Un correo sencillo sobre una reunión probablemente no planteará demasiados problemas. La situación cambia si aparecen términos jurídicos, instrucciones técnicas, condiciones económicas o información que pueda interpretarse de varias maneras.
En esos casos, una revisión humana tiene mucho más sentido.
También hay otra cuestión importante: la privacidad.
Si vas a introducir en una herramienta de IA información de clientes, documentos internos o datos que no deberían salir de tu entorno de trabajo, primero deberías comprobar cómo gestiona esa información el servicio que utilizas y qué opciones de privacidad ofrece.
Antes de enviar el email
Una vez tengas la versión definitiva, merece la pena dedicar un minuto a revisarla.
Comprueba que:
- el nombre del destinatario es correcto;
- las fechas coinciden;
- no se ha cambiado ninguna cantidad;
- los nombres de productos o empresas están bien escritos;
- el mensaje mantiene exactamente lo que querías decir;
- el tono encaja con la relación que tienes con esa persona.
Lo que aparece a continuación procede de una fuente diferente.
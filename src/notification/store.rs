//! Backend trait for notification persistence.
//!
//! This module defines the abstraction layer over notification storage,
//! allowing the PostgreSQL and in-memory implementations to be used
//! interchangeably.

use async_trait::async_trait;
use thiserror::Error;

use super::entity::{EntityError, NewNotification, Notification, NotificationId, NotificationState};
use super::query::NotificationQuery;

/// Errors that can occur during store operations.
#[derive(Debug, Error)]
pub enum StoreError {
    /// Database operation failed
    #[error("Database error: {0}")]
    Database(#[from] sqlx::Error),

    /// A draft or stored row violates the record invariants
    #[error("Invalid notification: {0}")]
    Invalid(#[from] EntityError),
}

/// Backend trait for notification storage.
///
/// # Thread Safety
///
/// Implementations must be `Send + Sync`; a single store is shared by all
/// request handlers.
///
/// # Atomicity
///
/// `insert_many` persists all drafts or none. `mark_read` is a single
/// conditional update: either every matching row transitions or none does.
#[async_trait]
pub trait NotificationStore: Send + Sync {
    /// Backend type identifier
    fn backend_name(&self) -> &'static str;

    /// Insert drafts as UNREAD notifications, returning the stored rows in
    /// draft order.
    async fn insert_many(
        &self,
        drafts: Vec<NewNotification>,
    ) -> Result<Vec<Notification>, StoreError>;

    /// List notifications matching the query, in query order.
    async fn find(&self, query: &NotificationQuery) -> Result<Vec<Notification>, StoreError>;

    /// Fetch one notification owned by `user_id`.
    async fn find_one(
        &self,
        user_id: &str,
        id: NotificationId,
    ) -> Result<Option<Notification>, StoreError>;

    /// Count notifications owned by `user_id`, optionally narrowed by state.
    async fn count(
        &self,
        user_id: &str,
        state: Option<NotificationState>,
    ) -> Result<u64, StoreError>;

    /// Transition UNREAD notifications of `user_id` to READ: the single
    /// notification `id` when given, otherwise all of them.
    ///
    /// # Returns
    ///
    /// The number of notifications that changed state.
    async fn mark_read(
        &self,
        user_id: &str,
        id: Option<NotificationId>,
    ) -> Result<u64, StoreError>;
}
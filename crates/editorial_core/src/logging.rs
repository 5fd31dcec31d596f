//! Core logging bootstrap.
//!
//! # Responsibility
//! - Initialize file-based rolling logs exactly once per process.
//! - Emit metadata-only diagnostic events (`event=... module=... status=...`).
//!
//! # Invariants
//! - Init is idempotent for the same level and directory.
//! - Re-initialization with a different level or directory is rejected.
//! - Initialization never panics.

use flexi_logger::{Cleanup, Criterion, FileSpec, Logger, LoggerHandle, Naming, WriteMode};
use log::{error, info};
use once_cell::sync::OnceCell;
use std::error::Error;
use std::fmt::{Display, Formatter};
use std::path::{Path, PathBuf};

const LOG_FILE_BASENAME: &str = "editorial";
const MAX_LOG_FILE_SIZE_BYTES: u64 = 10 * 1024 * 1024;
const MAX_LOG_FILES: usize = 5;
const MAX_PANIC_PAYLOAD_CHARS: usize = 160;

static LOGGING_STATE: OnceCell<LoggingState> = OnceCell::new();
static PANIC_HOOK_INSTALLED: OnceCell<()> = OnceCell::new();

struct LoggingState {
    level: &'static str,
    log_dir: PathBuf,
    _logger: LoggerHandle,
}

#[derive(Debug, Clone, PartialEq, Eq)]
pub enum LoggingError {
    UnsupportedLevel(String),
    EmptyLogDir,
    RelativeLogDir(String),
    /// Logging is already active with a different configuration.
    Conflict { active: String, requested: String },
    Backend(String),
}

impl Display for LoggingError {
    fn fmt(&self, f: &mut Formatter<'_>) -> std::fmt::Result {
        match self {
            Self::UnsupportedLevel(level) => write!(
                f,
                "unsupported log level `{level}`; expected trace|debug|info|warn|error"
            ),
            Self::EmptyLogDir => write!(f, "log_dir cannot be empty"),
            Self::RelativeLogDir(dir) => {
                write!(f, "log_dir must be an absolute path, got `{dir}`")
            }
            Self::Conflict { active, requested } => write!(
                f,
                "logging already initialized with `{active}`; refusing to switch to `{requested}`"
            ),
            Self::Backend(message) => write!(f, "failed to start logger: {message}"),
        }
    }
}

impl Error for LoggingError {}

/// Initializes core logging with level and absolute directory.
///
/// # Errors
/// - `UnsupportedLevel`, `EmptyLogDir`, `RelativeLogDir` for bad input.
/// - `Conflict` when already initialized with another level or directory.
/// - `Backend` when the directory cannot be created or the logger fails.
pub fn init_logging(level: &str, log_dir: &str) -> Result<(), LoggingError> {
    let level = normalize_level(level)?;
    let log_dir = normalize_log_dir(log_dir)?;

    let state = LOGGING_STATE.get_or_try_init(|| start_logger(level, &log_dir))?;
    check_matches(state, level, &log_dir)
}

/// Returns `(level, log_dir)` when logging is active.
pub fn logging_status() -> Option<(&'static str, PathBuf)> {
    LOGGING_STATE
        .get()
        .map(|state| (state.level, state.log_dir.clone()))
}

/// `debug` for debug builds, `info` for release builds.
pub fn default_log_level() -> &'static str {
    if cfg!(debug_assertions) {
        "debug"
    } else {
        "info"
    }
}

fn start_logger(level: &'static str, log_dir: &Path) -> Result<LoggingState, LoggingError> {
    std::fs::create_dir_all(log_dir).map_err(|err| {
        LoggingError::Backend(format!(
            "failed to create log directory `{}`: {err}",
            log_dir.display()
        ))
    })?;

    let logger = Logger::try_with_str(level)
        .map_err(|err| LoggingError::Backend(err.to_string()))?
        .log_to_file(
            FileSpec::default()
                .directory(log_dir)
                .basename(LOG_FILE_BASENAME),
        )
        .rotate(
            Criterion::Size(MAX_LOG_FILE_SIZE_BYTES),
            Naming::Numbers,
            Cleanup::KeepLogFiles(MAX_LOG_FILES),
        )
        .write_mode(WriteMode::BufferAndFlush)
        .append()
        .format_for_files(flexi_logger::detailed_format)
        .start()
        .map_err(|err| LoggingError::Backend(err.to_string()))?;

    install_panic_hook_once();

    info!(
        "event=core_init module=core status=ok level={level} log_dir={} version={}",
        log_dir.display(),
        env!("CARGO_PKG_VERSION")
    );

    Ok(LoggingState {
        level,
        log_dir: log_dir.to_path_buf(),
        _logger: logger,
    })
}

fn check_matches(
    state: &LoggingState,
    level: &'static str,
    log_dir: &Path,
) -> Result<(), LoggingError> {
    if state.log_dir != log_dir {
        return Err(LoggingError::Conflict {
            active: state.log_dir.display().to_string(),
            requested: log_dir.display().to_string(),
        });
    }
    if state.level != level {
        return Err(LoggingError::Conflict {
            active: state.level.to_string(),
            requested: level.to_string(),
        });
    }
    Ok(())
}

fn normalize_level(level: &str) -> Result<&'static str, LoggingError> {
    match level.trim().to_ascii_lowercase().as_str() {
        "trace" => Ok("trace"),
        "debug" => Ok("debug"),
        "info" => Ok("info"),
        "warn" | "warning" => Ok("warn"),
        "error" => Ok("error"),
        other => Err(LoggingError::UnsupportedLevel(other.to_string())),
    }
}

fn normalize_log_dir(log_dir: &str) -> Result<PathBuf, LoggingError> {
    let trimmed = log_dir.trim();
    if trimmed.is_empty() {
        return Err(LoggingError::EmptyLogDir);
    }
    let path = Path::new(trimmed);
    if !path.is_absolute() {
        return Err(LoggingError::RelativeLogDir(trimmed.to_string()));
    }
    Ok(path.to_path_buf())
}

fn install_panic_hook_once() {
    if PANIC_HOOK_INSTALLED.set(()).is_err() {
        return;
    }

    let previous_hook = std::panic::take_hook();
    std::panic::set_hook(Box::new(move |panic_info| {
        // Payload may carry record content; keep it single-line and short.
        let location = panic_info
            .location()
            .map(|loc| format!("{}:{}", loc.file(), loc.line()))
            .unwrap_or_else(|| "unknown".to_string());
        let payload = if let Some(message) = panic_info.payload().downcast_ref::<&str>() {
            (*message).to_string()
        } else if let Some(message) = panic_info.payload().downcast_ref::<String>() {
            message.clone()
        } else {
            "non-string panic payload".to_string()
        };
        error!(
            "event=panic_captured module=core status=error location={location} payload={}",
            sanitize_message(&payload, MAX_PANIC_PAYLOAD_CHARS)
        );
        previous_hook(panic_info);
    }));
}

fn sanitize_message(value: &str, max_chars: usize) -> String {
    let normalized = value.replace(['\n', '\r'], " ");
    let mut truncated = normalized.chars().take(max_chars).collect::<String>();
    if normalized.chars().count() > max_chars {
        truncated.push_str("...");
    }
    truncated
}
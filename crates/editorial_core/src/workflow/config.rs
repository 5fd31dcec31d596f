//! Workflow configuration.
//!
//! # Responsibility
//! - Carry the recognized workflow options.
//! - Load options from JSON documents.
//!
//! # Invariants
//! - Missing options fall back to defaults; `strictWorkflow` defaults to `false`.
//! - Unknown keys are rejected so typos do not silently disable strictness.

use serde::{Deserialize, Serialize};
use std::error::Error;
use std::fmt::{Display, Formatter};
use std::path::{Path, PathBuf};

/// Recognized workflow options.
#[derive(Debug, Clone, Copy, Default, PartialEq, Eq, Serialize, Deserialize)]
#[serde(rename_all = "camelCase", default, deny_unknown_fields)]
pub struct WorkflowConfig {
    /// `false`: any status to any status. `true`: ordered editorial lifecycle.
    pub strict_workflow: bool,
}

#[derive(Debug)]
pub enum ConfigError {
    Io {
        path: PathBuf,
        source: std::io::Error,
    },
    Parse(serde_json::Error),
}

impl Display for ConfigError {
    fn fmt(&self, f: &mut Formatter<'_>) -> std::fmt::Result {
        match self {
            Self::Io { path, source } => {
                write!(f, "failed to read config `{}`: {source}", path.display())
            }
            Self::Parse(err) => write!(f, "invalid workflow config: {err}"),
        }
    }
}

impl Error for ConfigError {
    fn source(&self) -> Option<&(dyn Error + 'static)> {
        match self {
            Self::Io { source, .. } => Some(source),
            Self::Parse(err) => Some(err),
        }
    }
}

impl From<serde_json::Error> for ConfigError {
    fn from(value: serde_json::Error) -> Self {
        Self::Parse(value)
    }
}

impl WorkflowConfig {
    pub fn from_json_str(raw: &str) -> Result<Self, ConfigError> {
        Ok(serde_json::from_str(raw)?)
    }

    pub fn from_json_file(path: impl AsRef<Path>) -> Result<Self, ConfigError> {
        let path = path.as_ref();
        let raw = std::fs::read_to_string(path).map_err(|source| ConfigError::Io {
            path: path.to_path_buf(),
            source,
        })?;
        Self::from_json_str(&raw)
    }
}
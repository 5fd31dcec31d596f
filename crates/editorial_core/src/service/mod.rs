//! Core use-case services.
//!
//! # Responsibility
//! - Orchestrate repository calls and lifecycle decisions into use-case APIs.
//! - Keep CLI/transport layers decoupled from storage details.

pub mod author_directory;
pub mod publication_service;
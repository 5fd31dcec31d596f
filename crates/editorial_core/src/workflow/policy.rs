//! Transition policy table.
//!
//! # Responsibility
//! - Declare every legal `(from, to)` status pair as static data.
//! - Select between the permissive and strict tables from configuration.
//!
//! # Invariants
//! - The permissive table contains all 36 pairs, identity pairs included.
//! - The strict table contains no identity pairs and no exits from `ARCHIVED`.

use crate::model::status::PublicationStatus::{
    self, Approved, Archived, Draft, InReview, Published, Rejected,
};
use crate::workflow::config::WorkflowConfig;

/// Ordered editorial lifecycle.
const STRICT_TRANSITIONS: &[(PublicationStatus, PublicationStatus)] = &[
    (Draft, InReview),
    (InReview, Approved),
    (InReview, Rejected),
    (Approved, Published),
    (Published, Archived),
    (Rejected, Archived),
];

/// Which table a [`TransitionPolicy`] consults.
#[derive(Debug, Clone, Copy, PartialEq, Eq)]
pub enum PolicyMode {
    /// Any status may move to any status.
    Permissive,
    /// Only the ordered editorial lifecycle is allowed.
    Strict,
}

/// Authoritative set of legal transitions.
#[derive(Debug, Clone, Copy, PartialEq, Eq)]
pub struct TransitionPolicy {
    mode: PolicyMode,
}

impl TransitionPolicy {
    pub const fn permissive() -> Self {
        Self {
            mode: PolicyMode::Permissive,
        }
    }

    pub const fn strict() -> Self {
        Self {
            mode: PolicyMode::Strict,
        }
    }

    /// Builds the policy selected by `strict_workflow`.
    pub fn from_config(config: &WorkflowConfig) -> Self {
        if config.strict_workflow {
            Self::strict()
        } else {
            Self::permissive()
        }
    }

    pub fn mode(&self) -> PolicyMode {
        self.mode
    }

    /// Returns whether `(from, to)` is present in the table.
    pub fn allows(&self, from: PublicationStatus, to: PublicationStatus) -> bool {
        match self.mode {
            PolicyMode::Permissive => true,
            PolicyMode::Strict => STRICT_TRANSITIONS.contains(&(from, to)),
        }
    }

    /// Legal targets from `from`, in status declaration order.
    pub fn allowed_targets(&self, from: PublicationStatus) -> Vec<PublicationStatus> {
        PublicationStatus::ALL
            .into_iter()
            .filter(|to| self.allows(from, *to))
            .collect()
    }

    /// Returns whether no transition leaves `from`.
    pub fn is_terminal(&self, from: PublicationStatus) -> bool {
        self.allowed_targets(from).is_empty()
    }

    /// Every legal pair, ordered by source then target declaration order.
    pub fn pairs(&self) -> Vec<(PublicationStatus, PublicationStatus)> {
        PublicationStatus::ALL
            .into_iter()
            .flat_map(|from| {
                self.allowed_targets(from)
                    .into_iter()
                    .map(move |to| (from, to))
            })
            .collect()
    }
}

impl Default for TransitionPolicy {
    fn default() -> Self {
        Self::permissive()
    }
}

#[cfg(test)]
mod tests {
    use super::{PolicyMode, TransitionPolicy};
    use crate::model::status::PublicationStatus::{self, *};
    use crate::workflow::config::WorkflowConfig;

    #[test]
    fn default_policy_is_permissive() {
        assert_eq!(TransitionPolicy::default().mode(), PolicyMode::Permissive);
        assert_eq!(TransitionPolicy::default().pairs().len(), 36);
    }

    #[test]
    fn from_config_selects_strict_table() {
        let config = WorkflowConfig {
            strict_workflow: true,
        };
        assert_eq!(TransitionPolicy::from_config(&config), TransitionPolicy::strict());
    }

    #[test]
    fn strict_targets_follow_editorial_order() {
        let policy = TransitionPolicy::strict();
        assert_eq!(policy.allowed_targets(Draft), vec![InReview]);
        assert_eq!(policy.allowed_targets(InReview), vec![Approved, Rejected]);
        assert_eq!(policy.allowed_targets(Approved), vec![Published]);
        assert_eq!(policy.allowed_targets(Published), vec![Archived]);
        assert_eq!(policy.allowed_targets(Rejected), vec![Archived]);
        assert!(policy.is_terminal(Archived));
    }

    #[test]
    fn strict_table_has_no_identity_pairs() {
        let policy = TransitionPolicy::strict();
        for status in PublicationStatus::ALL {
            assert!(!policy.allows(status, status), "{status} -> {status}");
        }
        assert_eq!(policy.pairs().len(), 6);
    }
}
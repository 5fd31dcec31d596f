use editorial_core::{
    LifecycleState, Publication, PublicationStatus, PublicationValidationError,
};
use uuid::Uuid;

#[test]
fn new_publication_sets_defaults() {
    let publication = Publication::new("Title", "Body", 4);

    assert!(!publication.id.is_nil());
    assert_eq!(publication.status, PublicationStatus::Draft);
    assert_eq!(publication.reviewer_notes, "");
    assert_eq!(publication.language, "ES");
    assert_eq!(publication.views_count, 0);
    assert_eq!(publication.published_at, None);
    assert_eq!(publication.created_at, publication.updated_at);
    assert!(publication.is_active);
    assert_eq!(publication.lifecycle_state(), LifecycleState::initial());
}

#[test]
fn with_id_rejects_nil_uuid() {
    let err = Publication::with_id(Uuid::nil(), "Title", "Body", 1).unwrap_err();
    assert_eq!(err, PublicationValidationError::NilId);
}

#[test]
fn validate_counts_characters_not_bytes() {
    let mut publication = Publication::new("é".repeat(500), "Body", 1);
    assert!(publication.validate().is_ok());

    publication.reviewer_notes = "n".repeat(1001);
    assert_eq!(
        publication.validate().unwrap_err(),
        PublicationValidationError::FieldTooLong {
            field: "reviewerNotes",
            max_chars: 1000,
            actual_chars: 1001,
        }
    );
}

#[test]
fn apply_lifecycle_overwrites_notes_and_stamps_publication() {
    let mut publication = Publication::new("Title", "Body", 1);
    publication.reviewer_notes = "old".to_string();

    publication.apply_lifecycle(
        LifecycleState {
            status: PublicationStatus::Published,
            reviewer_notes: String::new(),
        },
        42,
    );
    assert_eq!(publication.status, PublicationStatus::Published);
    assert_eq!(publication.reviewer_notes, "");
    assert_eq!(publication.published_at, Some(42));
    assert_eq!(publication.updated_at, 42);

    publication.apply_lifecycle(
        LifecycleState {
            status: PublicationStatus::Archived,
            reviewer_notes: "done".to_string(),
        },
        99,
    );
    assert_eq!(publication.published_at, Some(42));
}

#[test]
fn serialization_uses_camel_case_wire_fields() {
    let id = Uuid::parse_str("11111111-2222-4333-8444-555555555555").unwrap();
    let mut publication = Publication::with_id(id, "Title", "Body", 9).unwrap();
    publication.status = PublicationStatus::InReview;
    publication.reviewer_notes = "check".to_string();

    let json = serde_json::to_value(&publication).unwrap();
    assert_eq!(json["id"], id.to_string());
    assert_eq!(json["authorId"], 9);
    assert_eq!(json["status"], "IN_REVIEW");
    assert_eq!(json["reviewerNotes"], "check");
    assert_eq!(json["isActive"], true);
    assert!(json["rejectionReason"].is_null());

    let decoded: Publication = serde_json::from_value(json).unwrap();
    assert_eq!(decoded, publication);
}

#[test]
fn status_descriptions_are_human_readable() {
    assert_eq!(
        PublicationStatus::Approved.description(),
        "Approved - Ready to publish"
    );
    assert_eq!(PublicationStatus::default(), PublicationStatus::Draft);
}
use editorial_core::db::open_db_in_memory;
use editorial_core::{
    Publication, PublicationFilter, PublicationListQuery, PublicationRepository,
    PublicationStatus, PublicationValidationError, RepoError, SqlitePublicationRepository,
};
use rusqlite::Connection;

fn publication(title: &str, author_id: i64, created_at: i64) -> Publication {
    let mut publication = Publication::new(title, "body", author_id);
    publication.created_at = created_at;
    publication.updated_at = created_at;
    publication
}

#[test]
fn create_and_get_preserves_every_field() {
    let conn = open_db_in_memory().unwrap();
    let repo = SqlitePublicationRepository::try_new(&conn).unwrap();

    let mut original = Publication::new("Rust in Production", "long body", 7);
    original.description = Some("case study".to_string());
    original.keywords = Some("rust, systems".to_string());
    original.category = Some("engineering".to_string());
    original.language = "EN".to_string();
    original.status = PublicationStatus::Approved;
    original.reviewer_notes = "ship it".to_string();
    original.rejection_reason = Some("earlier draft was thin".to_string());
    original.views_count = 3;
    original.published_at = Some(1_700_000_000_000);
    let id = repo.create_publication(&original).unwrap();

    let loaded = repo.get_publication(id, false).unwrap().unwrap();
    assert_eq!(loaded, original);
}

#[test]
fn create_rejects_invalid_records_before_sql() {
    let conn = open_db_in_memory().unwrap();
    let repo = SqlitePublicationRepository::try_new(&conn).unwrap();

    let blank = Publication::new("   ", "body", 1);
    let err = repo.create_publication(&blank).unwrap_err();
    assert!(matches!(
        err,
        RepoError::Validation(PublicationValidationError::BlankTitle)
    ));
    assert_eq!(row_count(&conn), 0);
}

#[test]
fn update_not_found_returns_not_found() {
    let conn = open_db_in_memory().unwrap();
    let repo = SqlitePublicationRepository::try_new(&conn).unwrap();

    let missing = Publication::new("missing", "body", 1);
    let err = repo.update_publication(&missing).unwrap_err();
    assert!(matches!(err, RepoError::NotFound(id) if id == missing.id));
}

#[test]
fn update_overwrites_status_and_notes() {
    let conn = open_db_in_memory().unwrap();
    let repo = SqlitePublicationRepository::try_new(&conn).unwrap();

    let mut record = Publication::new("draft", "body", 1);
    repo.create_publication(&record).unwrap();

    record.status = PublicationStatus::InReview;
    record.reviewer_notes = "please review".to_string();
    repo.update_publication(&record).unwrap();

    let loaded = repo.get_publication(record.id, false).unwrap().unwrap();
    assert_eq!(loaded.status, PublicationStatus::InReview);
    assert_eq!(loaded.reviewer_notes, "please review");
}

#[test]
fn soft_deleted_rows_are_hidden_by_default() {
    let conn = open_db_in_memory().unwrap();
    let repo = SqlitePublicationRepository::try_new(&conn).unwrap();

    let kept = publication("kept", 1, 1_000);
    let removed = publication("removed", 1, 2_000);
    repo.create_publication(&kept).unwrap();
    repo.create_publication(&removed).unwrap();
    repo.soft_delete_publication(removed.id, 5_000).unwrap();
    repo.soft_delete_publication(removed.id, 5_000).unwrap();

    assert!(repo.get_publication(removed.id, false).unwrap().is_none());
    let tombstone = repo.get_publication(removed.id, true).unwrap().unwrap();
    assert!(!tombstone.is_active);
    assert_eq!(tombstone.updated_at, 5_000);

    let visible = repo
        .list_publications(&PublicationListQuery::default())
        .unwrap();
    assert_eq!(visible.total_items, 1);
    assert_eq!(visible.items[0].id, kept.id);

    let all = PublicationFilter {
        include_inactive: true,
        ..PublicationFilter::default()
    };
    assert_eq!(repo.count_publications(&all).unwrap(), 2);
}

#[test]
fn soft_delete_missing_returns_not_found() {
    let conn = open_db_in_memory().unwrap();
    let repo = SqlitePublicationRepository::try_new(&conn).unwrap();

    let ghost = Publication::new("ghost", "body", 1);
    let err = repo.soft_delete_publication(ghost.id, 5_000).unwrap_err();
    assert!(matches!(err, RepoError::NotFound(id) if id == ghost.id));
}

#[test]
fn list_pages_newest_first() {
    let conn = open_db_in_memory().unwrap();
    let repo = SqlitePublicationRepository::try_new(&conn).unwrap();

    for index in 0..5 {
        let record = publication(&format!("post {index}"), 1, 1_000 + index);
        repo.create_publication(&record).unwrap();
    }

    let first = repo
        .list_publications(&PublicationListQuery {
            page: 0,
            size: Some(2),
            ..PublicationListQuery::default()
        })
        .unwrap();
    assert_eq!(first.total_items, 5);
    assert_eq!(first.total_pages, 3);
    let titles: Vec<_> = first.items.iter().map(|p| p.title.as_str()).collect();
    assert_eq!(titles, vec!["post 4", "post 3"]);

    let last = repo
        .list_publications(&PublicationListQuery {
            page: 2,
            size: Some(2),
            ..PublicationListQuery::default()
        })
        .unwrap();
    assert_eq!(last.items.len(), 1);
    assert_eq!(last.items[0].title, "post 0");
}

#[test]
fn filters_by_status_author_and_keyword() {
    let conn = open_db_in_memory().unwrap();
    let repo = SqlitePublicationRepository::try_new(&conn).unwrap();

    let mut reviewed = publication("Borrow Checker Basics", 1, 1_000);
    reviewed.status = PublicationStatus::InReview;
    let mut described = publication("Untitled", 2, 2_000);
    described.description = Some("All about the BORROW checker".to_string());
    let other = publication("Async runtimes", 2, 3_000);
    for record in [&reviewed, &described, &other] {
        repo.create_publication(record).unwrap();
    }

    let by_status = PublicationFilter {
        status: Some(PublicationStatus::InReview),
        ..PublicationFilter::default()
    };
    assert_eq!(repo.count_publications(&by_status).unwrap(), 1);

    let by_author = PublicationFilter {
        author_id: Some(2),
        ..PublicationFilter::default()
    };
    assert_eq!(repo.count_publications(&by_author).unwrap(), 2);

    let by_keyword = PublicationListQuery {
        filter: PublicationFilter {
            keyword: Some("borrow".to_string()),
            ..PublicationFilter::default()
        },
        ..PublicationListQuery::default()
    };
    let hits = repo.list_publications(&by_keyword).unwrap();
    let ids: Vec<_> = hits.items.iter().map(|p| p.id).collect();
    assert_eq!(ids, vec![described.id, reviewed.id]);
}

#[test]
fn keyword_wildcards_match_literally() {
    let conn = open_db_in_memory().unwrap();
    let repo = SqlitePublicationRepository::try_new(&conn).unwrap();

    repo.create_publication(&publication("100% coverage", 1, 1_000))
        .unwrap();
    repo.create_publication(&publication("1000 tests", 1, 2_000))
        .unwrap();

    let filter = PublicationFilter {
        keyword: Some("0%".to_string()),
        ..PublicationFilter::default()
    };
    assert_eq!(repo.count_publications(&filter).unwrap(), 1);
}

#[test]
fn keyword_search_folds_non_ascii_case() {
    let conn = open_db_in_memory().unwrap();
    let repo = SqlitePublicationRepository::try_new(&conn).unwrap();

    let mut ethics = publication("ÉTICA PERIODÍSTICA", 1, 1_000);
    ethics.description = Some("Guía de ÁMBITO editorial".to_string());
    repo.create_publication(&ethics).unwrap();
    repo.create_publication(&publication("Política local", 1, 2_000))
        .unwrap();

    let count = |keyword: &str| {
        let filter = PublicationFilter {
            keyword: Some(keyword.to_string()),
            ..PublicationFilter::default()
        };
        repo.count_publications(&filter).unwrap()
    };
    assert_eq!(count("ÉTICA"), 1);
    assert_eq!(count("ética"), 1);
    assert_eq!(count("Periodística"), 1);
    assert_eq!(count("ámbito"), 1);
    assert_eq!(count("TICA"), 2);
}

#[test]
fn increment_view_count_returns_new_total() {
    let conn = open_db_in_memory().unwrap();
    let repo = SqlitePublicationRepository::try_new(&conn).unwrap();

    let record = Publication::new("popular", "body", 1);
    repo.create_publication(&record).unwrap();

    assert_eq!(repo.increment_view_count(record.id).unwrap(), 1);
    assert_eq!(repo.increment_view_count(record.id).unwrap(), 2);

    repo.soft_delete_publication(record.id, 5_000).unwrap();
    let err = repo.increment_view_count(record.id).unwrap_err();
    assert!(matches!(err, RepoError::NotFound(_)));
}

#[test]
fn invalid_persisted_status_is_reported() {
    let conn = open_db_in_memory().unwrap();
    let repo = SqlitePublicationRepository::try_new(&conn).unwrap();

    let record = Publication::new("tampered", "body", 1);
    repo.create_publication(&record).unwrap();
    conn.execute_batch("PRAGMA ignore_check_constraints = ON;")
        .unwrap();
    conn.execute(
        "UPDATE publications SET status = 'LIVE' WHERE id = ?1;",
        [record.id.to_string()],
    )
    .unwrap();

    let err = repo.get_publication(record.id, false).unwrap_err();
    assert!(matches!(err, RepoError::InvalidData(message) if message.contains("LIVE")));
}

fn row_count(conn: &Connection) -> i64 {
    conn.query_row("SELECT COUNT(*) FROM publications;", [], |row| row.get(0))
        .unwrap()
}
Y, sobre todo, léelo entero.
Puede parecer una recomendación demasiado obvia, pero es fácil confiarse cuando una herramienta nos entrega un texto aparentemente terminado.
La IA debería ahorrarte trabajo, no sustituir la última revisión.
Conclusión
Utilizar IA para escribir emails en otros idiomas puede ser especialmente útil cuando conoces lo que quieres decir, pero no encuentras fácilmente la forma correcta de expresarlo.
Puedes pedirle que redacte el correo desde cero, traducir un mensaje que ya hayas preparado o simplemente revisar una versión que hayas escrito tú.
La mejor estrategia suele ser darle contexto y explicar qué relación tienes con el destinatario, qué quieres conseguir y cómo quieres que suene el mensaje.
Después, revisa el resultado antes de enviarlo. Con ese pequeño paso, la IA puede convertirse en una herramienta bastante práctica para comunicarte con clientes, compañeros y empresas de otros países sin tener que dedicar tanto tiempo a cada correo.